(Source data)

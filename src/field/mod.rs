//! Ghost-padded multi-component 3-D arrays.
//!
//! A [`Field`] stores `ncomp` components of `f64` on one staggered location
//! of a rectangular index box, surrounded by a per-direction ghost halo.
//! Indices are signed so ghost cells are addressed naturally (`i = -1` is the
//! first ghost cell below the valid region).
//!
//! # Layout
//!
//! `i` is fastest, then `j`, then `k`, then the component `n`. Every
//! `(n, k)` pair is therefore a contiguous plane, which is the unit of work
//! handed to the thread pool by [`Field::for_each_mut`].
//!
//! # Example
//!
//! ```
//! use dycore_rs::field::Field;
//! use dycore_rs::types::{IndexBox, Staggering};
//!
//! let cells = IndexBox::cells(4, 4, 8);
//! let mut rho = Field::new(cells, Staggering::CellCentered, 1, [2, 2, 1]);
//! rho.fill(1.2);
//!
//! // Kernels are pure per-cell closures
//! rho.for_each_mut(&cells, 0..1, |_i, _j, k, _n, v| *v *= 1.0 - 0.01 * k as f64);
//! assert_eq!(rho[(0, 0, 0)], 1.2);
//! assert_eq!(rho[(-2, -2, -1)], 1.2); // ghost cells untouched
//! ```

mod map_factors;

use std::ops::{Index, IndexMut, Range};

use crate::error::{Result, SolverError};
use crate::types::{IndexBox, Staggering};

pub use map_factors::MapFactors;

/// Multi-component ghost-padded 3-D array on a staggered location.
#[derive(Clone, Debug, PartialEq)]
pub struct Field {
    data: Vec<f64>,
    valid: IndexBox,
    grown: IndexBox,
    nghost: [usize; 3],
    ncomp: usize,
    location: Staggering,
}

impl Field {
    /// Allocate a zero field on `location` for the given cell box.
    ///
    /// `cells` is always the cell-centred box; face and node locations get
    /// the extra high-side index automatically.
    pub fn new(cells: IndexBox, location: Staggering, ncomp: usize, nghost: [usize; 3]) -> Self {
        let valid = cells.convert(location);
        let grown = valid.grow(nghost);
        Self {
            data: vec![0.0; grown.num_points() * ncomp],
            valid,
            grown,
            nghost,
            ncomp,
            location,
        }
    }

    /// Allocate a field with every entry (ghosts included) set to `value`.
    pub fn filled(
        cells: IndexBox,
        location: Staggering,
        ncomp: usize,
        nghost: [usize; 3],
        value: f64,
    ) -> Self {
        let mut f = Self::new(cells, location, ncomp, nghost);
        f.fill(value);
        f
    }

    /// Zero field with the same shape, location and halo.
    pub fn zeros_like(&self) -> Self {
        Self {
            data: vec![0.0; self.data.len()],
            valid: self.valid,
            grown: self.grown,
            nghost: self.nghost,
            ncomp: self.ncomp,
            location: self.location,
        }
    }

    /// Valid (non-ghost) index box in this field's own index space.
    #[inline]
    pub fn valid_box(&self) -> IndexBox {
        self.valid
    }

    /// Valid box plus ghost halo.
    #[inline]
    pub fn grown_box(&self) -> IndexBox {
        self.grown
    }

    /// Ghost cells on each side, per direction.
    #[inline]
    pub fn nghost(&self) -> [usize; 3] {
        self.nghost
    }

    /// Number of components.
    #[inline]
    pub fn ncomp(&self) -> usize {
        self.ncomp
    }

    /// Staggered location of the data.
    #[inline]
    pub fn location(&self) -> Staggering {
        self.location
    }

    /// Raw storage.
    #[inline]
    pub fn as_slice(&self) -> &[f64] {
        &self.data
    }

    /// Raw mutable storage.
    #[inline]
    pub fn as_mut_slice(&mut self) -> &mut [f64] {
        &mut self.data
    }

    #[inline]
    fn plane_len(&self) -> usize {
        self.grown.length(0) * self.grown.length(1)
    }

    #[inline]
    fn offset(&self, i: i32, j: i32, k: i32, n: usize) -> usize {
        debug_assert!(
            self.grown.contains(i, j, k) && n < self.ncomp,
            "index ({}, {}, {}, {}) outside {} with {} components",
            i,
            j,
            k,
            n,
            self.grown,
            self.ncomp
        );
        let g = &self.grown;
        let nx = self.grown.length(0);
        let ny = self.grown.length(1);
        let nz = self.grown.length(2);
        (((n * nz + (k - g.lo[2]) as usize) * ny + (j - g.lo[1]) as usize) * nx)
            + (i - g.lo[0]) as usize
    }

    /// Value at `(i, j, k, n)`.
    #[inline]
    pub fn get(&self, i: i32, j: i32, k: i32, n: usize) -> f64 {
        self.data[self.offset(i, j, k, n)]
    }

    /// Set the value at `(i, j, k, n)`.
    #[inline]
    pub fn set(&mut self, i: i32, j: i32, k: i32, n: usize, value: f64) {
        let idx = self.offset(i, j, k, n);
        self.data[idx] = value;
    }

    /// Set every entry (ghosts included).
    pub fn fill(&mut self, value: f64) {
        self.data.fill(value);
    }

    /// Set every entry of one component (ghosts included).
    pub fn fill_comp(&mut self, n: usize, value: f64) {
        let len = self.grown.num_points();
        self.data[n * len..(n + 1) * len].fill(value);
    }

    /// Whether two fields have identical shape, halo and location.
    pub fn same_layout(&self, other: &Field) -> bool {
        self.valid == other.valid
            && self.grown == other.grown
            && self.ncomp == other.ncomp
            && self.location == other.location
    }

    fn check_layout(&self, other: &Field, name: &'static str) -> Result<()> {
        if self.same_layout(other) {
            Ok(())
        } else {
            Err(SolverError::shape_mismatch(
                name,
                format!("{} {} x{}", self.location, self.grown, self.ncomp),
                format!("{} {} x{}", other.location, other.grown, other.ncomp),
            ))
        }
    }

    /// Copy all data from a field of identical layout.
    pub fn copy_from(&mut self, other: &Field) -> Result<()> {
        self.check_layout(other, "copy source")?;
        self.data.copy_from_slice(&other.data);
        Ok(())
    }

    /// `self <- c * self`
    pub fn scale(&mut self, c: f64) {
        for v in &mut self.data {
            *v *= c;
        }
    }

    /// `self <- self + c * other` over all entries.
    pub fn axpy(&mut self, c: f64, other: &Field) -> Result<()> {
        self.check_layout(other, "axpy operand")?;
        for (a, b) in self.data.iter_mut().zip(&other.data) {
            *a += c * b;
        }
        Ok(())
    }

    /// Sum of component `n` over `region`.
    pub fn sum(&self, region: &IndexBox, n: usize) -> f64 {
        region.iter().map(|(i, j, k)| self.get(i, j, k, n)).sum()
    }

    /// Largest absolute difference to `other` over `region` and all components.
    pub fn max_abs_diff(&self, other: &Field, region: &IndexBox) -> f64 {
        let mut m: f64 = 0.0;
        for n in 0..self.ncomp.min(other.ncomp) {
            for (i, j, k) in region.iter() {
                m = m.max((self.get(i, j, k, n) - other.get(i, j, k, n)).abs());
            }
        }
        m
    }

    /// Verify that `region` grown by `radius` lies inside the allocation.
    ///
    /// Called once per kernel launch, never per cell.
    pub fn ensure_halo(&self, region: &IndexBox, radius: [usize; 3], name: &'static str) -> Result<()> {
        let needed_box = region.grow(radius);
        if self.grown.contains_box(&needed_box) {
            return Ok(());
        }
        let mut needed = [0usize; 3];
        for d in 0..3 {
            let below = self.valid.lo[d] - needed_box.lo[d];
            let above = needed_box.hi[d] - self.valid.hi[d];
            needed[d] = below.max(above).max(0) as usize;
        }
        Err(SolverError::HaloTooSmall {
            field: name,
            needed,
            available: self.nghost,
        })
    }

    /// Verify that `region` lies inside the allocation.
    #[inline]
    pub fn ensure_contains(&self, region: &IndexBox, name: &'static str) -> Result<()> {
        self.ensure_halo(region, [0; 3], name)
    }

    /// Apply a per-entry kernel over `region` and components `comps`.
    ///
    /// The kernel receives `(i, j, k, n, &mut value)` and must not depend on
    /// the visiting order. With the `parallel` feature the `(n, k)` planes
    /// are distributed over the rayon pool.
    pub fn for_each_mut<F>(&mut self, region: &IndexBox, comps: Range<usize>, f: F)
    where
        F: Fn(i32, i32, i32, usize, &mut f64) + Sync + Send,
    {
        let region = region.intersect(&self.grown);
        if region.is_empty() {
            return;
        }
        let plane_len = self.plane_len();
        let nx = self.grown.length(0);
        let nz = self.grown.length(2);
        let glo = self.grown.lo;
        let comps = comps.start..comps.end.min(self.ncomp);

        let plane = |p: usize, chunk: &mut [f64]| {
            let n = p / nz;
            let k = glo[2] + (p % nz) as i32;
            if !comps.contains(&n) || k < region.lo[2] || k > region.hi[2] {
                return;
            }
            for j in region.lo[1]..=region.hi[1] {
                let row = (j - glo[1]) as usize * nx;
                for i in region.lo[0]..=region.hi[0] {
                    f(i, j, k, n, &mut chunk[row + (i - glo[0]) as usize]);
                }
            }
        };

        #[cfg(feature = "parallel")]
        {
            use rayon::prelude::*;
            self.data
                .par_chunks_mut(plane_len)
                .enumerate()
                .for_each(|(p, chunk)| plane(p, chunk));
        }

        #[cfg(not(feature = "parallel"))]
        {
            self.data
                .chunks_mut(plane_len)
                .enumerate()
                .for_each(|(p, chunk)| plane(p, chunk));
        }
    }
}

impl Index<(i32, i32, i32)> for Field {
    type Output = f64;

    #[inline]
    fn index(&self, (i, j, k): (i32, i32, i32)) -> &f64 {
        &self.data[self.offset(i, j, k, 0)]
    }
}

impl IndexMut<(i32, i32, i32)> for Field {
    #[inline]
    fn index_mut(&mut self, (i, j, k): (i32, i32, i32)) -> &mut f64 {
        let idx = self.offset(i, j, k, 0);
        &mut self.data[idx]
    }
}

impl Index<(i32, i32, i32, usize)> for Field {
    type Output = f64;

    #[inline]
    fn index(&self, (i, j, k, n): (i32, i32, i32, usize)) -> &f64 {
        &self.data[self.offset(i, j, k, n)]
    }
}

impl IndexMut<(i32, i32, i32, usize)> for Field {
    #[inline]
    fn index_mut(&mut self, (i, j, k, n): (i32, i32, i32, usize)) -> &mut f64 {
        let idx = self.offset(i, j, k, n);
        &mut self.data[idx]
    }
}

#[cfg(test)]
mod tests {
    use super::*;

    fn cells() -> IndexBox {
        IndexBox::cells(4, 3, 2)
    }

    #[test]
    fn test_shape_and_halo() {
        let f = Field::new(cells(), Staggering::XFace, 2, [2, 1, 0]);
        assert_eq!(f.valid_box().lengths(), [5, 3, 2]);
        assert_eq!(f.grown_box().lengths(), [9, 5, 2]);
        assert_eq!(f.as_slice().len(), 9 * 5 * 2 * 2);
    }

    #[test]
    fn test_index_ghost_cells() {
        let mut f = Field::new(cells(), Staggering::CellCentered, 2, [1, 1, 1]);
        f[(-1, -1, -1, 1)] = 3.0;
        f[(3, 2, 1)] = 4.0;
        assert_eq!(f.get(-1, -1, -1, 1), 3.0);
        assert_eq!(f.get(3, 2, 1, 0), 4.0);
        assert_eq!(f.get(-1, -1, -1, 0), 0.0);
    }

    #[test]
    fn test_for_each_mut_region_and_components() {
        let mut f = Field::new(cells(), Staggering::CellCentered, 3, [1, 1, 1]);
        let region = IndexBox::new([1, 0, 0], [2, 1, 1]);
        f.for_each_mut(&region, 1..2, |i, j, k, n, v| {
            *v = (100 * n as i32 + 10 * k + j + i) as f64
        });
        assert_eq!(f[(2, 1, 1, 1)], 113.0);
        assert_eq!(f[(0, 0, 0, 1)], 0.0);
        assert_eq!(f[(2, 1, 1, 0)], 0.0);
        assert_eq!(f[(2, 1, 1, 2)], 0.0);
        let touched = f.as_slice().iter().filter(|v| **v != 0.0).count();
        assert_eq!(touched, region.num_points());
    }

    #[test]
    fn test_ensure_halo() {
        let f = Field::new(cells(), Staggering::CellCentered, 1, [2, 2, 1]);
        let region = f.valid_box();
        assert!(f.ensure_halo(&region, [2, 2, 1], "q").is_ok());
        match f.ensure_halo(&region, [3, 2, 1], "q") {
            Err(SolverError::HaloTooSmall {
                field,
                needed,
                available,
            }) => {
                assert_eq!(field, "q");
                assert_eq!(needed, [3, 2, 1]);
                assert_eq!(available, [2, 2, 1]);
            }
            other => panic!("expected halo error, got {:?}", other),
        }
    }

    #[test]
    fn test_axpy_and_layout_check() {
        let mut a = Field::filled(cells(), Staggering::CellCentered, 1, [1, 1, 1], 1.0);
        let b = Field::filled(cells(), Staggering::CellCentered, 1, [1, 1, 1], 2.0);
        a.axpy(0.5, &b).unwrap();
        assert!(a.as_slice().iter().all(|v| *v == 2.0));

        let c = Field::new(cells(), Staggering::ZFace, 1, [1, 1, 1]);
        assert!(matches!(a.axpy(1.0, &c), Err(SolverError::ShapeMismatch { .. })));
    }
}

(End Source data)

What you should do = Give back exactly the lines above, from the line containing "let region = region.intersect(&self.grown);" through the line containing "let k = glo[2] + (p % nz) as i32;", with both end lines and nothing more.

Completed task =
        let region = region.intersect(&self.grown);
        if region.is_empty() {
            return;
        }
        let plane_len = self.plane_len();
        let nx = self.grown.length(0);
        let nz = self.grown.length(2);
        let glo = self.grown.lo;
        let comps = comps.start..comps.end.min(self.ncomp);

        let plane = |p: usize, chunk: &mut [f64]| {
            let n = p / nz;
            let k = glo[2] + (p % nz) as i32;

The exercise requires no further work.